%%
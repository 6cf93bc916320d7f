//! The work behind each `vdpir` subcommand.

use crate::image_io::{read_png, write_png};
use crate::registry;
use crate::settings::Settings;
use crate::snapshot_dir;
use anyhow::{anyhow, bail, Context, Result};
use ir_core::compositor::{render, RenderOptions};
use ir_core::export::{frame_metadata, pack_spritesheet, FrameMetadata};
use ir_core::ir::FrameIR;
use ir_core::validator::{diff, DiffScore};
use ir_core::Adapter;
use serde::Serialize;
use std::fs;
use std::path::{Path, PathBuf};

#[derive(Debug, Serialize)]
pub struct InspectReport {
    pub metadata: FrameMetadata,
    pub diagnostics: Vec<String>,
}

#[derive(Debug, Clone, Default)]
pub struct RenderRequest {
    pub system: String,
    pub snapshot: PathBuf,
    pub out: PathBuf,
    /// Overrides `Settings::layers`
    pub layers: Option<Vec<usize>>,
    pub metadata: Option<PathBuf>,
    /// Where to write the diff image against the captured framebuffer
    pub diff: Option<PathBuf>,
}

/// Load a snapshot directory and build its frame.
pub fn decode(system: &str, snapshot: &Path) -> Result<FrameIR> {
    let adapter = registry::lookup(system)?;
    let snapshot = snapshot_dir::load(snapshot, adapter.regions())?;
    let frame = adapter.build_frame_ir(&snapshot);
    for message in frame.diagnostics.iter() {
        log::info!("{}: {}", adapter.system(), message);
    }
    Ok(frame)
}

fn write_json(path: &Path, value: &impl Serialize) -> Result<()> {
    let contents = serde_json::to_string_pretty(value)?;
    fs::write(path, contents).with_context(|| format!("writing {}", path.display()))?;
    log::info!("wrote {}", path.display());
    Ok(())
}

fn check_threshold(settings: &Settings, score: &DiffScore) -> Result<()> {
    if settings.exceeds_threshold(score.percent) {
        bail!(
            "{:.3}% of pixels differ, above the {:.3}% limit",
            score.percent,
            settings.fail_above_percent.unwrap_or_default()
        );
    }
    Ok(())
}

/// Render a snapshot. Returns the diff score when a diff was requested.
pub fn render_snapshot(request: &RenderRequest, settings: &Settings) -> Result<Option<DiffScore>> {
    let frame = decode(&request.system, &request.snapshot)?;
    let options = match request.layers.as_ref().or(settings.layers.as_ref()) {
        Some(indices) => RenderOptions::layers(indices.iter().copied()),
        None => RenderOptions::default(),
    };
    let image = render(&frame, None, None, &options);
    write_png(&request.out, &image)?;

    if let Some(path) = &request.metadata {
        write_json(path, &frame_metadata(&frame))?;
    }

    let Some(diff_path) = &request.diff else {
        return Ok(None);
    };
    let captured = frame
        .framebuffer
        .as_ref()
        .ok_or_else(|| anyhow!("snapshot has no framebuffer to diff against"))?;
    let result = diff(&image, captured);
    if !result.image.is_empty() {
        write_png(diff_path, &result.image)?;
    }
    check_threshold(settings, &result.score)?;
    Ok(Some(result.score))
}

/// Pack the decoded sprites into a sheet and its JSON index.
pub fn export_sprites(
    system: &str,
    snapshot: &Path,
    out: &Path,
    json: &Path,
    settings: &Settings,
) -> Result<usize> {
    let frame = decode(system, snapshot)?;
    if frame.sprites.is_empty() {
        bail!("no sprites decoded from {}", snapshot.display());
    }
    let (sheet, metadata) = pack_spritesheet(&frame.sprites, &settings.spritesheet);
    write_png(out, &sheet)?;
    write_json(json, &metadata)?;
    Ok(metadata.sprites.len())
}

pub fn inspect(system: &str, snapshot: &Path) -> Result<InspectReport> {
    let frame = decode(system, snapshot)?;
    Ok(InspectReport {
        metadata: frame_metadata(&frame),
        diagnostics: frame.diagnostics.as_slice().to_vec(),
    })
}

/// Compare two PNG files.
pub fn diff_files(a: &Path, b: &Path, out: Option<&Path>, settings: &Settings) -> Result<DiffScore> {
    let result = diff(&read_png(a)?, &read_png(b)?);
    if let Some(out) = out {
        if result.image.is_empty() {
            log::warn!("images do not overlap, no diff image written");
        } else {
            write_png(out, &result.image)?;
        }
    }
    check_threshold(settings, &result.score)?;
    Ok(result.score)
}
%%
%%
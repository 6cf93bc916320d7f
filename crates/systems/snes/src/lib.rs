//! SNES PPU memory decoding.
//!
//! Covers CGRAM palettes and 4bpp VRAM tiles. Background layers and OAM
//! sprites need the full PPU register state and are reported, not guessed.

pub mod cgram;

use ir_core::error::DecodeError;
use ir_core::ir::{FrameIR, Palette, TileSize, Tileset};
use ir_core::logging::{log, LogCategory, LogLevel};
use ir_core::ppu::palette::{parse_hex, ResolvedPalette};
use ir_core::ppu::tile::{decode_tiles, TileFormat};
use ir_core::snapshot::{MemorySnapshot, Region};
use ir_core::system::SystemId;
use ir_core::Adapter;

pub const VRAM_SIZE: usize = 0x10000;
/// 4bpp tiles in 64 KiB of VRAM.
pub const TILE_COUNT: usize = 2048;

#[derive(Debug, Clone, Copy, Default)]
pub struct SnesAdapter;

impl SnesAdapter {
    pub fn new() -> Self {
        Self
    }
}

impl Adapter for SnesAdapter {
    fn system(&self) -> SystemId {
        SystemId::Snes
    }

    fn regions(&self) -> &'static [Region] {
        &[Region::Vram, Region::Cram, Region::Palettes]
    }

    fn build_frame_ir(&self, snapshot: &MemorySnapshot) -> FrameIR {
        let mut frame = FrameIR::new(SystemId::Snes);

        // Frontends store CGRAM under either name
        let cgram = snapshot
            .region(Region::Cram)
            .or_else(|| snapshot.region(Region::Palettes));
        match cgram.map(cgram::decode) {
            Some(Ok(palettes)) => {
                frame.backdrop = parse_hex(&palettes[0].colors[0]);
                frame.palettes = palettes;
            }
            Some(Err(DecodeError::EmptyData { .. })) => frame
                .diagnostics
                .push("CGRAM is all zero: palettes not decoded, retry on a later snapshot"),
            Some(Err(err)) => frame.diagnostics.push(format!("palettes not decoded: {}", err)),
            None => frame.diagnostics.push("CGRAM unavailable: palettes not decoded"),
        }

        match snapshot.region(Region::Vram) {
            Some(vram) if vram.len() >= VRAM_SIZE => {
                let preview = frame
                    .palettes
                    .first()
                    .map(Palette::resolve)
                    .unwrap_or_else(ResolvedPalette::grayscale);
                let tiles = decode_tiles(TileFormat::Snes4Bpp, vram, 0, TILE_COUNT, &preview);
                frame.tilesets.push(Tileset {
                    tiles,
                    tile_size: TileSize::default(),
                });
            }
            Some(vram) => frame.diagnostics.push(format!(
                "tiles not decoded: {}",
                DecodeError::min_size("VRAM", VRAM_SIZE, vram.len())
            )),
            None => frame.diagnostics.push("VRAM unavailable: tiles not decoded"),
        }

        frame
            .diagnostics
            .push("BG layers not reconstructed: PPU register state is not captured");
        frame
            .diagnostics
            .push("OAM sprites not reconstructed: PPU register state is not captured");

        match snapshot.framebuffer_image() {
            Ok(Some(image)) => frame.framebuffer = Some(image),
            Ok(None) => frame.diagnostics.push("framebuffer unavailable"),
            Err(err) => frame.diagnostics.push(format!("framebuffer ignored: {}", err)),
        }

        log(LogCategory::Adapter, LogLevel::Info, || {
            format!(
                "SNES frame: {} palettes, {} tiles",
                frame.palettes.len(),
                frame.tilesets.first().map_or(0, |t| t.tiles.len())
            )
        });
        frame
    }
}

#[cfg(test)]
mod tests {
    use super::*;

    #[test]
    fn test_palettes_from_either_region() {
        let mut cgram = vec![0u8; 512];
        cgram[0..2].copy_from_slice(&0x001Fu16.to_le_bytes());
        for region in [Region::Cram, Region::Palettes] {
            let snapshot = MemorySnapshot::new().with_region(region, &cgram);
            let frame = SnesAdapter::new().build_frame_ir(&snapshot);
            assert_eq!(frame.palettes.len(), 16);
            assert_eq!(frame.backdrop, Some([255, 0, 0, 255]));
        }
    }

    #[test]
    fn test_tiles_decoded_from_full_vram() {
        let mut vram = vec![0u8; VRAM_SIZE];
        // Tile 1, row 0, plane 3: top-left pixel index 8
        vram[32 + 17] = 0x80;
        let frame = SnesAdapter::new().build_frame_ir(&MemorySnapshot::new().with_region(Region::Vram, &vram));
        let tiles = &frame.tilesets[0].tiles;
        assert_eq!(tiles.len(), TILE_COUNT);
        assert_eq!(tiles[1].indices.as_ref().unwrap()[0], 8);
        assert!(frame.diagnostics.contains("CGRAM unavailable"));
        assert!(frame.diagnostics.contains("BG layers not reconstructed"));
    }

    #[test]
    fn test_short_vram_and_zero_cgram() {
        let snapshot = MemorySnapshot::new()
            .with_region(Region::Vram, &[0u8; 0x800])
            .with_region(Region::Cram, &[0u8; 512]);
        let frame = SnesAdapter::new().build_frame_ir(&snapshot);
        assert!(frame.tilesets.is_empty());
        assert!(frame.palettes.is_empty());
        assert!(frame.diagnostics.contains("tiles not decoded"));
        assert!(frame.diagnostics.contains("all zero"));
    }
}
%%
# Task details:
Gather each line in these records that contains the string "registry".

# Response below:
use crate::registry;
    let adapter = registry::lookup(system)?;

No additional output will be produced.